Today, the day after President Bush vetoed a bill (for the second time) that would allow for federal funding of embryonic stem cell research, a study was released showing that 60 percent of fertility patients would gladly donate their unused embryos for scientific research. What's more, only 22 percent would favor handing over their unused embryos to other fertility patients -- most would prefer to donate the unused embryos for stem cell research or have them destroyed. What this means is that were this bill to escape a presidential veto, there would be more embryos available for research than previously thought, since the legislation applies only to embryos that go unused by fertility patients.

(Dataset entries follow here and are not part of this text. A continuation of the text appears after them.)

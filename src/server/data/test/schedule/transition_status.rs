use super::*;

/// Tests moving an active schedule to canceled.
///
/// Expected: Ok(true) with status persisted as canceled
#[tokio::test]
async fn sets_status() -> Result<(), DbErr> {
    let test = TestBuilder::new()
        .with_schedule_tables()
        .build()
        .await
        .unwrap();
    let db = test.db.as_ref().unwrap();

    let (_, _, _, created) = factory::helpers::create_schedule_with_dependencies(db).await?;

    let repo = ScheduleRepository::new(db);
    let updated = repo
        .transition_status(&created.id, ScheduleStatus::Active, ScheduleStatus::Canceled)
        .await?;

    assert!(updated);
    let schedule = repo.find_by_id(&created.id).await?.unwrap();
    assert_eq!(schedule.status, ScheduleStatus::Canceled);

    Ok(())
}

/// Tests that a schedule not holding the expected status is left alone.
///
/// Expected: Ok(false) with status unchanged
#[tokio::test]
async fn skips_schedule_in_other_status() -> Result<(), DbErr> {
    let test = TestBuilder::new()
        .with_schedule_tables()
        .build()
        .await
        .unwrap();
    let db = test.db.as_ref().unwrap();

    let (_, _, _, created) = factory::helpers::create_schedule_with_dependencies(db).await?;

    let repo = ScheduleRepository::new(db);
    repo.transition_status(&created.id, ScheduleStatus::Active, ScheduleStatus::Working)
        .await?;
    let updated = repo
        .transition_status(&created.id, ScheduleStatus::Active, ScheduleStatus::Canceled)
        .await?;

    assert!(!updated);
    let schedule = repo.find_by_id(&created.id).await?.unwrap();
    assert_eq!(schedule.status, ScheduleStatus::Working);

    Ok(())
}

/// Tests that only the targeted schedule changes.
///
/// Expected: Ok with the sibling schedule still active
#[tokio::test]
async fn leaves_other_schedules_untouched() -> Result<(), DbErr> {
    let test = TestBuilder::new()
        .with_schedule_tables()
        .build()
        .await
        .unwrap();
    let db = test.db.as_ref().unwrap();

    let (user, address, diarist, target) =
        factory::helpers::create_schedule_with_dependencies(db).await?;
    let sibling =
        factory::schedule::create_schedule(db, &user.id, &diarist.id, &address.id).await?;

    let repo = ScheduleRepository::new(db);
    repo.transition_status(&target.id, ScheduleStatus::Active, ScheduleStatus::Canceled)
        .await?;

    let sibling = repo.find_by_id(&sibling.id).await?.unwrap();
    assert_eq!(sibling.status, ScheduleStatus::Active);

    Ok(())
}
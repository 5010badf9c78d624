//! Events pushed to connected clients by the notification layer.

/// Websocket event names.
pub mod events {
    /// Sent to a diarist when the customer cancels one of their schedules.
    pub const SCHEDULE_CANCELED: &str = "schedule:canceled";
}
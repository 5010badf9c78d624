use serde::{Deserialize, Serialize};
use utoipa::ToSchema;

#[derive(Debug, Clone, PartialEq, Serialize, Deserialize, ToSchema)]
pub struct DiaristDto {
    pub id: String,
    pub name: String,
    pub avatar: Option<String>,
}

/// Response body of an avatar update.
#[derive(Debug, Clone, PartialEq, Serialize, Deserialize, ToSchema)]
pub struct DiaristAvatarDto {
    /// Public URL of the stored avatar.
    pub avatar: String,
}

/// Multipart form accepted by the avatar upload endpoints.
///
/// Only used to document the request body.
#[derive(ToSchema)]
#[allow(dead_code)]
pub struct AvatarUploadForm {
    /// Image file (`image/png`, `image/jpeg`, `image/gif` or `image/webp`).
    #[schema(value_type = String, format = Binary)]
    pub avatar: Vec<u8>,
}
use sea_orm_migration::{prelude::*, schema::*};

use super::m20260105_000002_create_user_table::User;

#[derive(DeriveMigrationName)]
pub struct Migration;

#[async_trait::async_trait]
impl MigrationTrait for Migration {
    async fn up(&self, manager: &SchemaManager) -> Result<(), DbErr> {
        manager
            .create_table(
                Table::create()
                    .table(UserAddress::Table)
                    .if_not_exists()
                    .col(string(UserAddress::Id).primary_key())
                    .col(string(UserAddress::UserId))
                    .col(string(UserAddress::Title))
                    .col(string_len(UserAddress::Type, 16))
                    .col(string_len(UserAddress::Category, 16))
                    .col(integer(UserAddress::Rooms))
                    .col(integer(UserAddress::SquareMeters))
                    .col(string(UserAddress::ZipCode))
                    .col(string(UserAddress::State))
                    .col(string(UserAddress::City))
                    .col(string(UserAddress::Neighborhood))
                    .col(string(UserAddress::Street))
                    .col(string(UserAddress::Number))
                    .col(string_null(UserAddress::Complement))
                    .foreign_key(
                        ForeignKey::create()
                            .name("fk_user_address_user_id")
                            .from(UserAddress::Table, UserAddress::UserId)
                            .to(User::Table, User::Id)
                            .on_delete(ForeignKeyAction::Cascade)
                            .on_update(ForeignKeyAction::Cascade),
                    )
                    .to_owned(),
            )
            .await?;

        manager
            .create_index(
                Index::create()
                    .name("idx_user_address_user_id")
                    .table(UserAddress::Table)
                    .col(UserAddress::UserId)
                    .to_owned(),
            )
            .await
    }

    async fn down(&self, manager: &SchemaManager) -> Result<(), DbErr> {
        manager
            .drop_table(Table::drop().table(UserAddress::Table).to_owned())
            .await
    }
}

#[derive(DeriveIden)]
pub enum UserAddress {
    Table,
    Id,
    UserId,
    Title,
    Type,
    Category,
    Rooms,
    SquareMeters,
    ZipCode,
    State,
    City,
    Neighborhood,
    Street,
    Number,
    Complement,
}
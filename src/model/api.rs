use serde::{Deserialize, Serialize};
use utoipa::ToSchema;

#[derive(Debug, Serialize, Deserialize, ToSchema)]
pub struct ErrorDto {
    pub error: String,
}

/// Freshly signed session token.
#[derive(Debug, Serialize, Deserialize, ToSchema)]
pub struct SessionTokenDto {
    pub token: String,
}
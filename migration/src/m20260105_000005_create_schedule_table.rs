use sea_orm_migration::{prelude::*, schema::*};

use super::{
    m20260105_000002_create_user_table::User, m20260105_000003_create_user_address_table::UserAddress,
    m20260105_000004_create_diarist_table::Diarist,
};

#[derive(DeriveMigrationName)]
pub struct Migration;

#[async_trait::async_trait]
impl MigrationTrait for Migration {
    async fn up(&self, manager: &SchemaManager) -> Result<(), DbErr> {
        manager
            .create_table(
                Table::create()
                    .table(Schedule::Table)
                    .if_not_exists()
                    .col(string(Schedule::Id).primary_key())
                    .col(string(Schedule::UserId))
                    .col(string(Schedule::DiaristId))
                    .col(string(Schedule::AddressId))
                    .col(timestamp_with_time_zone(Schedule::Date))
                    .col(integer(Schedule::Price))
                    .col(string_len(Schedule::Status, 16).default("active"))
                    .col(
                        timestamp_with_time_zone(Schedule::CreatedAt)
                            .default(Expr::current_timestamp())
                            .not_null(),
                    )
                    .foreign_key(
                        ForeignKey::create()
                            .name("fk_schedule_user_id")
                            .from(Schedule::Table, Schedule::UserId)
                            .to(User::Table, User::Id)
                            .on_delete(ForeignKeyAction::Cascade)
                            .on_update(ForeignKeyAction::Cascade),
                    )
                    .foreign_key(
                        ForeignKey::create()
                            .name("fk_schedule_diarist_id")
                            .from(Schedule::Table, Schedule::DiaristId)
                            .to(Diarist::Table, Diarist::Id)
                            .on_delete(ForeignKeyAction::Cascade)
                            .on_update(ForeignKeyAction::Cascade),
                    )
                    .foreign_key(
                        ForeignKey::create()
                            .name("fk_schedule_address_id")
                            .from(Schedule::Table, Schedule::AddressId)
                            .to(UserAddress::Table, UserAddress::Id)
                            .on_delete(ForeignKeyAction::Cascade)
                            .on_update(ForeignKeyAction::Cascade),
                    )
                    .to_owned(),
            )
            .await
    }

    async fn down(&self, manager: &SchemaManager) -> Result<(), DbErr> {
        manager
            .drop_table(Table::drop().table(Schedule::Table).to_owned())
            .await
    }
}

#[derive(DeriveIden)]
pub enum Schedule {
    Table,
    Id,
    UserId,
    DiaristId,
    AddressId,
    Date,
    Price,
    Status,
    CreatedAt,
}
use axum::{
    http::StatusCode,
    response::{IntoResponse, Response},
    Json,
};
use thiserror::Error;

use crate::model::api::ErrorDto;

/// Precondition failures of schedule cancellation.
#[derive(Error, Debug)]
pub enum ScheduleError {
    /// Schedule does not exist or belongs to another user.
    #[error("Schedule {0} not found")]
    NotFound(String),

    /// Diarist is already working on the schedule.
    #[error("Schedule {0} is in progress")]
    Working(String),

    /// Schedule was already canceled.
    #[error("Schedule {0} is already canceled")]
    Canceled(String),

    /// Schedule was already completed.
    #[error("Schedule {0} is already done")]
    Done(String),

    /// Diarist referenced by the schedule does not exist.
    #[error("Diarist {0} not found")]
    DiaristNotFound(String),

    /// Acting user does not exist.
    #[error("User {0} not found")]
    UserNotFound(String),
}

/// Converts schedule errors into HTTP responses.
///
/// # Returns
/// - 404 Not Found - Missing schedule, diarist or user
/// - 409 Conflict - Schedule status no longer allows cancellation
impl IntoResponse for ScheduleError {
    fn into_response(self) -> Response {
        let (status, message) = match &self {
            Self::NotFound(_) => (StatusCode::NOT_FOUND, "Schedule not found"),
            Self::DiaristNotFound(_) => (StatusCode::NOT_FOUND, "Diarist not found"),
            Self::UserNotFound(_) => (StatusCode::NOT_FOUND, "User not found"),
            Self::Working(_) => (StatusCode::CONFLICT, "Schedule is in progress"),
            Self::Canceled(_) => (StatusCode::CONFLICT, "Schedule is already canceled"),
            Self::Done(_) => (StatusCode::CONFLICT, "Schedule is already done"),
        };

        tracing::debug!("{}", self);

        (
            status,
            Json(ErrorDto {
                error: message.to_string(),
            }),
        )
            .into_response()
    }
}
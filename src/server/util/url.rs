//! Helpers for configured base URLs.

use url::Url;

use crate::server::error::{config::ConfigError, internal::InternalError};

/// Parses a configured base URL, making sure it ends with a slash so that `join` appends
/// to its path instead of replacing the last segment.
pub fn parse_base_url(name: &str, value: &str) -> Result<Url, ConfigError> {
    let mut url = Url::parse(value).map_err(|e| ConfigError::InvalidEnvVar {
        name: name.to_string(),
        value: value.to_string(),
        reason: e.to_string(),
    })?;

    if !url.path().ends_with('/') {
        let path = format!("{}/", url.path());
        url.set_path(&path);
    }

    Ok(url)
}

/// Joins a relative path onto a base URL produced by `parse_base_url`.
pub fn join(base: &Url, path: &str) -> Result<Url, InternalError> {
    base.join(path).map_err(|source| InternalError::UrlJoin {
        base: base.to_string(),
        path: path.to_string(),
        source,
    })
}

Yet, at Wednesday's veto ceremony, Bush ignored the reality that most of the embryos in question would be destroyed anyway and relied on his "respect for life" rhetoric. "America is a nation founded on the principle that all human life is sacred. And our conscience calls us to pursue the possibilities of science in a manner that respects human dignity and upholds our moral values," he said. Bush added, "Destroying human life in the hopes of saving human life is not ethical. And it is not the only option before us."

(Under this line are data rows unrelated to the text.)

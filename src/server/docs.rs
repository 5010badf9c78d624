//! OpenAPI document of the HTTP API.

use utoipa::{
    openapi::security::{HttpAuthScheme, HttpBuilder, SecurityScheme},
    Modify, OpenApi,
};

use crate::server::controller::{
    address::ADDRESS_TAG, backoffice::BACKOFFICE_TAG, diarist::DIARIST_TAG,
    schedule::SCHEDULE_TAG, websocket::REALTIME_TAG,
};

/// Base document; paths are added by the router as routes are registered.
#[derive(OpenApi)]
#[openapi(
    info(title = "Marinetes API"),
    modifiers(&BearerSecurity),
    tags(
        (name = BACKOFFICE_TAG, description = "Back-office operations for employees"),
        (name = DIARIST_TAG, description = "Diarist profile"),
        (name = ADDRESS_TAG, description = "Addresses of the authenticated user"),
        (name = SCHEDULE_TAG, description = "Schedules of the authenticated user"),
        (name = REALTIME_TAG, description = "Live events for diarists")
    )
)]
pub struct ApiDoc;

/// Registers the `bearer` security scheme referenced by authenticated routes.
struct BearerSecurity;

impl Modify for BearerSecurity {
    fn modify(&self, openapi: &mut utoipa::openapi::OpenApi) {
        let components = openapi.components.get_or_insert_with(Default::default);

        components.add_security_scheme(
            "bearer",
            SecurityScheme::Http(
                HttpBuilder::new()
                    .scheme(HttpAuthScheme::Bearer)
                    .bearer_format("JWT")
                    .build(),
            ),
        );
    }
}
use super::*;

/// Tests storing an avatar locally.
///
/// Verifies the file lands in the avatar folder and the returned URL, which is also
/// persisted on the diarist, points at the static file route.
///
/// Expected: Ok(String) with `<public_url>/files/avatar/<filename>`
#[tokio::test]
async fn stores_locally_and_persists_url() -> Result<(), AppError> {
    let test = TestBuilder::new()
        .with_table(entity::prelude::Diarist)
        .build()
        .await
        .unwrap();
    let db = test.db.as_ref().unwrap();
    let dir = tempfile::tempdir().unwrap();
    let storage = AvatarStorage::Local {
        upload_dir: dir.path().to_path_buf(),
    };
    let public_url = public_url();

    let diarist = factory::diarist::create_diarist(db).await?;

    let service = DiaristService::new(db, &storage, &public_url);
    let avatar = service.update_avatar(&diarist.id, png_upload()).await?;

    let filename = avatar
        .strip_prefix("http://localhost:3333/files/avatar/")
        .unwrap();
    assert!(filename.ends_with(".png"));
    assert!(dir.path().join(AVATAR_FOLDER).join(filename).exists());

    let stored = DiaristRepository::new(db)
        .find_by_id(&diarist.id)
        .await?
        .unwrap();
    assert_eq!(stored.avatar, Some(avatar));

    Ok(())
}

/// Tests uploading for a diarist that does not exist.
///
/// Verifies nothing is written to storage.
///
/// Expected: Err(AppError::NotFound)
#[tokio::test]
async fn fails_for_missing_diarist_without_storing() -> Result<(), AppError> {
    let test = TestBuilder::new()
        .with_table(entity::prelude::Diarist)
        .build()
        .await
        .unwrap();
    let db = test.db.as_ref().unwrap();
    let dir = tempfile::tempdir().unwrap();
    let storage = AvatarStorage::Local {
        upload_dir: dir.path().to_path_buf(),
    };
    let public_url = public_url();

    let service = DiaristService::new(db, &storage, &public_url);
    let result = service.update_avatar("missing", png_upload()).await;

    assert!(matches!(result, Err(AppError::NotFound(_))));
    assert!(!dir.path().join(AVATAR_FOLDER).exists());

    Ok(())
}

/// Tests that non-image and empty uploads are rejected.
///
/// Expected: Err(AppError::BadRequest) and avatar unchanged
#[tokio::test]
async fn rejects_non_image_and_empty_uploads() -> Result<(), AppError> {
    let test = TestBuilder::new()
        .with_table(entity::prelude::Diarist)
        .build()
        .await
        .unwrap();
    let db = test.db.as_ref().unwrap();
    let dir = tempfile::tempdir().unwrap();
    let storage = AvatarStorage::Local {
        upload_dir: dir.path().to_path_buf(),
    };
    let public_url = public_url();

    let diarist = factory::diarist::create_diarist(db).await?;
    let service = DiaristService::new(db, &storage, &public_url);

    let text = AvatarUpload {
        original_filename: Some("notes.txt".to_string()),
        content_type: Some("text/plain".to_string()),
        bytes: Bytes::from_static(b"hello"),
    };
    let empty = AvatarUpload {
        bytes: Bytes::new(),
        ..png_upload()
    };

    for upload in [text, empty] {
        let result = service.update_avatar(&diarist.id, upload).await;
        assert!(matches!(result, Err(AppError::BadRequest(_))));
    }

    let stored = DiaristRepository::new(db)
        .find_by_id(&diarist.id)
        .await?
        .unwrap();
    assert!(stored.avatar.is_none());

    Ok(())
}
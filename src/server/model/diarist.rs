//! Diarist domain models and avatar upload parameters.

use axum::body::Bytes;

use crate::model::diarist::DiaristDto;

/// Household worker providing schedules.
#[derive(Debug, Clone, PartialEq)]
pub struct Diarist {
    pub id: String,
    pub name: String,
    pub email: String,
    /// Public URL of the avatar image, if one was uploaded.
    pub avatar: Option<String>,
}

impl Diarist {
    pub fn into_dto(self) -> DiaristDto {
        DiaristDto {
            id: self.id,
            name: self.name,
            avatar: self.avatar,
        }
    }

    pub fn from_entity(entity: entity::diarist::Model) -> Self {
        Self {
            id: entity.id,
            name: entity.name,
            email: entity.email,
            avatar: entity.avatar,
        }
    }
}

/// Image received from a multipart avatar upload, not yet stored.
#[derive(Debug, Clone)]
pub struct AvatarUpload {
    /// Filename as sent by the client. Only logged, never used for storage.
    pub original_filename: Option<String>,
    /// MIME type declared by the client.
    pub content_type: Option<String>,
    pub bytes: Bytes,
}

impl AvatarUpload {
    /// File extension for the declared content type.
    ///
    /// Only raster formats browsers render as images are accepted, `None` for anything else
    /// (including `image/svg+xml`).
    pub fn image_extension(&self) -> Option<&'static str> {
        let content_type = self.content_type.as_deref()?;
        let essence = content_type.split(';').next()?.trim().to_ascii_lowercase();

        match essence.as_str() {
            "image/png" => Some("png"),
            "image/jpeg" | "image/jpg" => Some("jpg"),
            "image/gif" => Some("gif"),
            "image/webp" => Some("webp"),
            _ => None,
        }
    }
}

/// Result of persisting an avatar file.
#[derive(Debug, Clone, PartialEq)]
pub struct StoredFile {
    /// Generated filename the file was stored under.
    pub filename: String,
    /// Public location reported by object storage. `None` for files stored locally.
    pub location: Option<String>,
}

Adopting the measure -- not to mention acknowledging that most of these embryos would be destroyed regardless of whether they were donated to science -- is seen by ultraconservatives as a fundamental capitulation. Never mind, of course, the huge potential for improving and saving lives through research.
It's maddening! The good news -- for the 68 percent of Americans who support embryonic stem cell research -- is that proponents have vowed to keep pushing for the bill until they reach a veto-proof majority.